I’m spreading this link on my morning rounds.

Have a Great One All…

Comment by Forrester McLeod

Thank you for sharing this. The music is lovely, but the lyrics are pure poetry of the soul. They have that rare quality of producing heartbroken joy, which seems like a contradiction until you look at it through the lens of the poet.

Comment by Leigh

hi matt,im a “chrik fadaiie khalgh”i think i should clarify somethings here,
about 5000(nobody knows the exact number)of “cherikhaye fadaiie khalgh” were arrested,tortured and killed by islamic republic regime 20 years ago.
at that time Musavi was one of the officials that pushed forward this case.i like any other iranian today know the difference between Ahmadinejhad and Mousavi and just know Musavi would be less of a disaster for my country,but it doesn’t mean i can forgive him for killing my dad and his comrades and using their song for advertising himself.its not ok by me or any other fadaii ,alive or dead.
His lips wear a smile of light.
His heart is filled with the flames of emotion.
His voice is like a spring.
His memory is like a deer in the forest of light.”
“he” is to someone who the world and even many of his countrymen doesn’t know yet.
that i think show you how unfair thingsin iran kill some peolpe after they help you to overcome a regime(shah) by putting their life on the line.after 20 years you use their song ,and become their child’s hero.

Comment by sh

sh — thanks so much for that background. It helps those of us new to Iranian issues grasp some of the complexity and tragedy of it all. It must be infuriating to see someone who supported your father’s persecution co-opting this song.

Comment by mattsteinglass

Brother, this is time for reconciliation…others bear witness to what is before us,….young women and men bearing the brunt of the most brutal of systems ever seen while teaching us courage and humility.
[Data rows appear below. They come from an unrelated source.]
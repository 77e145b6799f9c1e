//! Stats collection, heartbeat RTT and quality adaptation
//!
//! One worker ticking every second: sends a HEARTBEAT, samples the media
//! pipelines, pushes a bounded history per metric, re-evaluates the quality
//! tier from loss and RTT and reports telemetry to the server.

use super::audio_receiver::AudioReceiver;
use super::control::ControlChannel;
use super::events::{ClientEvent, EventBus};
use super::video_receiver::VideoReceiver;
use super::video_sender::VideoSender;
use crate::protocol::{ControlMessage, QualityTier};
use log::{debug, warn};
use parking_lot::Mutex;
use std::collections::VecDeque;
use std::sync::atomic::{AtomicBool, Ordering};
use std::sync::Arc;
use std::thread::JoinHandle;
use std::time::{Duration, Instant, SystemTime, UNIX_EPOCH};

/// Tick period of the collection loop.
pub const STATS_INTERVAL: Duration = Duration::from_secs(1);
/// Samples kept per metric (one minute at the tick rate).
const HISTORY_DEPTH: usize = 60;

/// One tick's worth of metrics.
#[derive(Debug, Clone, Copy)]
pub struct StatsSnapshot {
    pub loss_pct: f64,
    pub jitter_ms: f64,
    pub fps_sent: f64,
    pub fps_received: f64,
    pub bitrate_kbps: f64,
    pub rtt_ms: f64,
    pub audio_loss_pct: f64,
    pub tier: QualityTier,
}

/// Bounded per-metric history for graphing.
#[derive(Debug, Default, Clone)]
pub struct StatsHistory {
    pub rtt_ms: VecDeque<f64>,
    pub loss_pct: VecDeque<f64>,
    pub jitter_ms: VecDeque<f64>,
    pub fps_received: VecDeque<f64>,
    pub bitrate_kbps: VecDeque<f64>,
}

impl StatsHistory {
    fn push(&mut self, snapshot: &StatsSnapshot) {
        for (series, value) in [
            (&mut self.rtt_ms, snapshot.rtt_ms),
            (&mut self.loss_pct, snapshot.loss_pct),
            (&mut self.jitter_ms, snapshot.jitter_ms),
            (&mut self.fps_received, snapshot.fps_received),
            (&mut self.bitrate_kbps, snapshot.bitrate_kbps),
        ] {
            if series.len() == HISTORY_DEPTH {
                series.pop_front();
            }
            series.push_back(value);
        }
    }
}

struct Shared {
    running: AtomicBool,
    history: Mutex<StatsHistory>,
    latest: Mutex<Option<StatsSnapshot>>,
}

/// Running stats/adaptation worker.
pub struct StatsCollector {
    shared: Arc<Shared>,
    thread: Mutex<Option<JoinHandle<()>>>,
}

impl StatsCollector {
    /// Spawn the 1 Hz loop. `rtt_ms` is fed by the session from
    /// HEARTBEAT_ACK echoes; `control` is None in tests without a server.
    pub fn start(
        video_sender: Arc<VideoSender>,
        video_receiver: Arc<VideoReceiver>,
        audio_receiver: Arc<AudioReceiver>,
        control: Option<Arc<ControlChannel>>,
        rtt_ms: Arc<Mutex<f64>>,
        bus: EventBus,
    ) -> std::io::Result<Self> {
        let shared = Arc::new(Shared {
            running: AtomicBool::new(true),
            history: Mutex::new(StatsHistory::default()),
            latest: Mutex::new(None),
        });

        let worker = shared.clone();
        let thread = std::thread::Builder::new()
            .name("stats".into())
            .spawn(move || {
                collection_loop(
                    worker,
                    video_sender,
                    video_receiver,
                    audio_receiver,
                    control,
                    rtt_ms,
                    bus,
                )
            })?;
        Ok(Self {
            shared,
            thread: Mutex::new(Some(thread)),
        })
    }

    pub fn latest(&self) -> Option<StatsSnapshot> {
        *self.shared.latest.lock()
    }

    pub fn history(&self) -> StatsHistory {
        self.shared.history.lock().clone()
    }

    pub fn stop(&self) {
        self.shared.running.store(false, Ordering::Relaxed);
        if let Some(thread) = self.thread.lock().take() {
            let _ = thread.join();
        }
    }
}

impl Drop for StatsCollector {
    fn drop(&mut self) {
        self.stop();
    }
}

fn epoch_seconds() -> f64 {
    SystemTime::now()
        .duration_since(UNIX_EPOCH)
        .map(|d| d.as_secs_f64())
        .unwrap_or(0.0)
}

#[allow(clippy::too_many_arguments)]
fn collection_loop(
    shared: Arc<Shared>,
    video_sender: Arc<VideoSender>,
    video_receiver: Arc<VideoReceiver>,
    audio_receiver: Arc<AudioReceiver>,
    control: Option<Arc<ControlChannel>>,
    rtt_ms: Arc<Mutex<f64>>,
    bus: EventBus,
) {
    let mut last_tick = Instant::now();
    let mut last_frames = video_sender.frames_sent();
    let mut last_bytes = video_sender.bytes_sent();

    while shared.running.load(Ordering::Relaxed) {
        std::thread::sleep(STATS_INTERVAL.saturating_sub(last_tick.elapsed()));
        if !shared.running.load(Ordering::Relaxed) {
            break;
        }
        let dt = last_tick.elapsed().as_secs_f64().max(1e-6);
        last_tick = Instant::now();

        // RTT probe; the ACK is handled by the session's dispatch loop
        if let Some(control) = &control {
            if let Err(e) = control.send(&ControlMessage::Heartbeat {
                timestamp: epoch_seconds(),
            }) {
                debug!("heartbeat not sent: {}", e);
            }
        }

        let frames = video_sender.frames_sent();
        let bytes = video_sender.bytes_sent();
        let fps_sent = (frames - last_frames) as f64 / dt;
        let bitrate_kbps = (bytes - last_bytes) as f64 * 8.0 / dt / 1000.0;
        last_frames = frames;
        last_bytes = bytes;

        let recv = video_receiver.stats();
        let audio = audio_receiver.stats();
        let rtt = *rtt_ms.lock();

        let snapshot = StatsSnapshot {
            loss_pct: recv.loss_pct,
            jitter_ms: recv.jitter_ms,
            fps_sent,
            fps_received: recv.fps,
            bitrate_kbps,
            rtt_ms: rtt,
            audio_loss_pct: audio.loss_pct,
            tier: video_sender.quality(),
        };

        // Pure function of loss and RTT, re-evaluated every tick
        let target = QualityTier::select(snapshot.loss_pct, snapshot.rtt_ms);
        if target != video_sender.quality() {
            video_sender.set_quality(target);
            bus.emit(ClientEvent::QualityChanged { tier: target });
        }

        shared.history.lock().push(&snapshot);
        *shared.latest.lock() = Some(StatsSnapshot {
            tier: video_sender.quality(),
            ..snapshot
        });
        bus.emit(ClientEvent::StatsUpdated(snapshot));

        if let Some(control) = &control {
            let telemetry = ControlMessage::VideoStats {
                loss: round2(snapshot.loss_pct),
                rtt: round2(snapshot.rtt_ms),
                fps_recv: round2(snapshot.fps_received),
                bitrate: round2(snapshot.bitrate_kbps),
            };
            if let Err(e) = control.send(&telemetry) {
                warn!("telemetry not sent: {}", e);
            }
        }
    }
    debug!("stats loop exited");
}

fn round2(value: f64) -> f64 {
    (value * 100.0).round() / 100.0
}

#[cfg(test)]
mod tests {
    use super::*;
    use crate::client::media::{NullAudioSink, TestPatternSource};

    #[test]
    fn history_is_bounded() {
        let mut history = StatsHistory::default();
        let snapshot = StatsSnapshot {
            loss_pct: 1.0,
            jitter_ms: 2.0,
            fps_sent: 3.0,
            fps_received: 4.0,
            bitrate_kbps: 5.0,
            rtt_ms: 6.0,
            audio_loss_pct: 0.0,
            tier: QualityTier::P480,
        };
        for _ in 0..(HISTORY_DEPTH + 10) {
            history.push(&snapshot);
        }
        assert_eq!(history.rtt_ms.len(), HISTORY_DEPTH);
        assert_eq!(history.bitrate_kbps.len(), HISTORY_DEPTH);
    }

    #[test]
    fn collector_produces_snapshots_without_a_server() {
        let sink_addr = std::net::UdpSocket::bind(("127.0.0.1", 0))
            .unwrap()
            .local_addr()
            .unwrap();
        let video_sender = Arc::new(
            VideoSender::start(
                Box::new(TestPatternSource::new(32, 24, 1)),
                sink_addr,
                QualityTier::P144,
                0.0,
            )
            .unwrap(),
        );
        let video_receiver = Arc::new(VideoReceiver::start(None).unwrap());
        let audio_receiver = Arc::new(AudioReceiver::start(Box::new(NullAudioSink)).unwrap());
        let (bus, events) = EventBus::new();

        let collector = StatsCollector::start(
            video_sender.clone(),
            video_receiver.clone(),
            audio_receiver.clone(),
            None,
            Arc::new(Mutex::new(0.0)),
            bus,
        )
        .unwrap();

        let deadline = Instant::now() + Duration::from_secs(5);
        let mut saw_snapshot = false;
        while Instant::now() < deadline {
            if let Ok(ClientEvent::StatsUpdated(snapshot)) =
                events.recv_timeout(Duration::from_millis(200))
            {
                // Clean link at zero RTT selects the top tier
                assert_eq!(snapshot.loss_pct, 0.0);
                saw_snapshot = true;
                break;
            }
        }
        collector.stop();
        video_sender.stop();
        video_receiver.stop();
        audio_receiver.stop();
        assert!(saw_snapshot, "no stats snapshot within the deadline");

        // With zero loss and low RTT the adaptive target is 480p
        assert_eq!(video_sender.quality(), QualityTier::P480);
    }
}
There is no room for ideological challenges of yesterday, we are now all one and must learn to live with each other. We should find a way of bringing all of us together and explore how to best accommodate each other. We want to be free TOGETHER

Comment by Jahangard

You are so right about Musavi. My father too as tortured under the Shah regime. As in all revolutions to change, the most successful are the ones that proceed step by step. Maybe Musavi is a step towards total elimination of the regime. Lets hope whatever it is, it will be the will of the Iranian people and not the interests of others that have sucked the blood out of us and used us for their own profit for so many decades.

Comment by Neloo

Uplifting as the lyrics are, it seems to be idolising a leader who has died perhaps in a stuggle but the struggle has ultimately led to victory or they sing of a victory that is yet to come…. also note the ‘red flower of the sun’, a nod to Marxism perhaps?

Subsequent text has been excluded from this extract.